Of the 12 listed officials at Penn who made more than $1 million in 2009, the first eight are all affiliated with Penn Medicine — the umbrella organization created in 2001 to oversee the health system and the medical school.
Cohen added that a significant portion of overall compensation for both Penn Medicine employees and other University administrators comes from incentivized pay.
“Penn is known in the compensation world as having a higher percentage [than peer institutions] of our senior officials being paid pursuant to an annual incentive compensation plan,” he explained.
For example, Chief Investment Officer Kristin Gilbertson, who manages Penn’s endowment, collected about 40 percent of her $1,276,391 in total compensation in 2009 through bonuses and incentives.
During a FY 2009 in which the endowments at peer schools like Harvard and Yale universities plummeted 27 and 25 percent, respectively, Gilbertson helped Penn sustain a relatively small loss of 15.7 percent.

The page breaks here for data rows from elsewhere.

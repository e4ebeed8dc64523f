pub mod grid;

pub use grid::*;
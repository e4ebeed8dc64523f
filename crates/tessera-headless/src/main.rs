mod metrics;
mod snapshots;

use clap::Parser;
use std::path::PathBuf;
use std::time::Instant;
use tessera_core::gpu::{GpuDevice, RenderTarget, SceneRenderer};
use tessera_core::mesh::GridMeshGenerator;
use tessera_core::sim::{Emitter, ParticlePool};
use tessera_core::{bindings, RenderParams, SceneConfig};
use metrics::{MetricsWriter, RunCounters};
use snapshots::SnapshotWriter;

#[derive(Parser)]
#[command(name = "tessera-headless")]
#[command(about = "Headless CLI runner for Tessera particle and terrain scenes")]
struct Cli {
    /// Scene configuration file (YAML); built-in defaults when omitted
    #[arg(short, long, value_name = "FILE")]
    config: Option<PathBuf>,

    /// Output directory for results
    #[arg(short, long, value_name = "DIR")]
    out: PathBuf,

    /// Override the configured random seed
    #[arg(short, long)]
    seed: Option<u64>,

    /// Render GPU frames at snapshot steps
    #[arg(long)]
    render: bool,
}

/// GPU state, only created when frames are requested
struct FrameOutput {
    gpu: GpuDevice,
    renderer: SceneRenderer,
    target: RenderTarget,
}

fn main() -> Result<(), anyhow::Error> {
    env_logger::init();

    let cli = Cli::parse();

    // Load configuration
    let mut config: SceneConfig = match &cli.config {
        Some(path) => {
            println!("Loading configuration from {}", path.display());
            serde_yaml::from_str(&std::fs::read_to_string(path)?)?
        }
        None => SceneConfig::default(),
    };
    if let Some(seed) = cli.seed {
        config.world.seed = seed;
    }
    config.validate().map_err(anyhow::Error::msg)?;

    std::fs::create_dir_all(&cli.out)?;

    // Terrain mesh
    let mut generator = GridMeshGenerator::new();
    let mesh = generator.generate(config.terrain.tessellation)?;
    println!(
        "Terrain grid {}x{}: {} vertices, {} indices",
        mesh.resolution,
        mesh.resolution,
        mesh.vertex_count(),
        mesh.index_count()
    );

    // Particles
    let mut pool = ParticlePool::new(config.particles.capacity as usize);
    let mut emitter = Emitter::new(&config.particles, config.world.seed);
    let mut counters = RunCounters::default();

    let mut frames = if cli.render {
        println!("Initializing GPU...");
        let gpu = pollster::block_on(GpuDevice::new())?;
        println!("{}", gpu.info());
        bindings::log_binding_layouts();

        let mut renderer = SceneRenderer::new(
            &gpu,
            &RenderParams::from(&config),
            pool.capacity(),
            config.render.clear_color,
        );
        renderer.set_mesh(&gpu, mesh);
        if let Some(buffers) = renderer.mesh() {
            log::info!(
                "Uploaded terrain {}x{}, drawing {} strip indices",
                buffers.resolution(),
                buffers.resolution(),
                buffers.index_count()
            );
        }

        let max_side = gpu.device.limits().max_texture_dimension_2d;
        let [width, height] = config.output.image_size;
        if width > max_side || height > max_side {
            anyhow::bail!(
                "output.image_size [{}, {}] exceeds the device texture limit of {}",
                width,
                height,
                max_side
            );
        }
        let target = RenderTarget::new(&gpu.device, config.output.image_size);
        Some(FrameOutput { gpu, renderer, target })
    } else {
        None
    };

    let mut metrics_writer = MetricsWriter::new(&cli.out)?;
    let snapshot_writer = SnapshotWriter::new(&cli.out);

    println!("Starting simulation for {} steps...", config.world.steps);
    let start_time = Instant::now();
    let dt = config.world.dt;

    for step in 0..=config.world.steps {
        let step_start = Instant::now();

        // Step 0 records the initial, empty state
        if step > 0 {
            let before_drops = emitter.dropped();
            emitter.emit(&mut pool, dt);
            if emitter.dropped() > before_drops {
                log::debug!("step {}: pool full, dropped {}", step, emitter.dropped() - before_drops);
            }
            counters.culled_total += pool.update(dt) as u64;
            counters.spawned_total = emitter.spawned();
            counters.dropped_total = emitter.dropped();
        }

        if step % config.output.metrics_interval == 0 {
            let stats = pool.stats();
            metrics_writer.write_step(step, &stats, &counters, step_start.elapsed())?;

            println!(
                "Step {}: live={}/{}, spawned={}, dropped={}, culled={}",
                step,
                stats.live_count,
                stats.capacity,
                counters.spawned_total,
                counters.dropped_total,
                counters.culled_total
            );
        }

        if config.output.snapshot_steps.contains(&step) {
            snapshot_writer.write_particles_snapshot(step, &pool)?;
            snapshot_writer.write_stats_snapshot(step, &pool.stats())?;
            snapshot_writer.write_density_snapshot(step, &pool, config.output.image_size)?;

            if let Some(frames) = frames.as_mut() {
                frames.renderer.upload_particles(&frames.gpu, &pool);
                frames.renderer.render(&frames.gpu, &frames.target);
                let rgba = frames.target.read_rgba(&frames.gpu)?;
                snapshot_writer.write_frame(step, rgba, frames.target.size)?;
            }

            println!("Snapshot written for step {}", step);
        }
    }

    let total_time = start_time.elapsed();
    println!("Simulation completed in {:?}", total_time);
    println!(
        "Spawned {}, dropped {}, culled {}, {} metrics rows",
        counters.spawned_total,
        counters.dropped_total,
        counters.culled_total,
        metrics_writer.step_count()
    );
    println!("Results written to {}", cli.out.display());

    Ok(())
}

Payment is also divided among a number of other categories in addition to base compensation and incentives, Cohen said.
For instance, Gutmann received $34,895 in nontaxable benefits — which include things like the value of personal use of the president’s house, MacCarthy wrote — in 2009.
In addition to her $897,308 in base compensation, Gutmann also received $365,000 in deferred compensation, which will be paid to her at a later date, and $23,837 in other compensation. Other compensation, MacCarthy wrote, “refers to amounts for expenses, executive life insurance and all other similar taxable payments made directly to the employee.”
Looking back, McLean noted that “it is absolutely the economy” that has caused Gutmann’s overall salary — as well as those of other college presidents nationwide — to decrease.
“At many colleges and universities, faculty pay has been frozen or increased at lower rates than in the past,” he wrote. “A responsible university has to take that into account when it comes to administrative salaries.”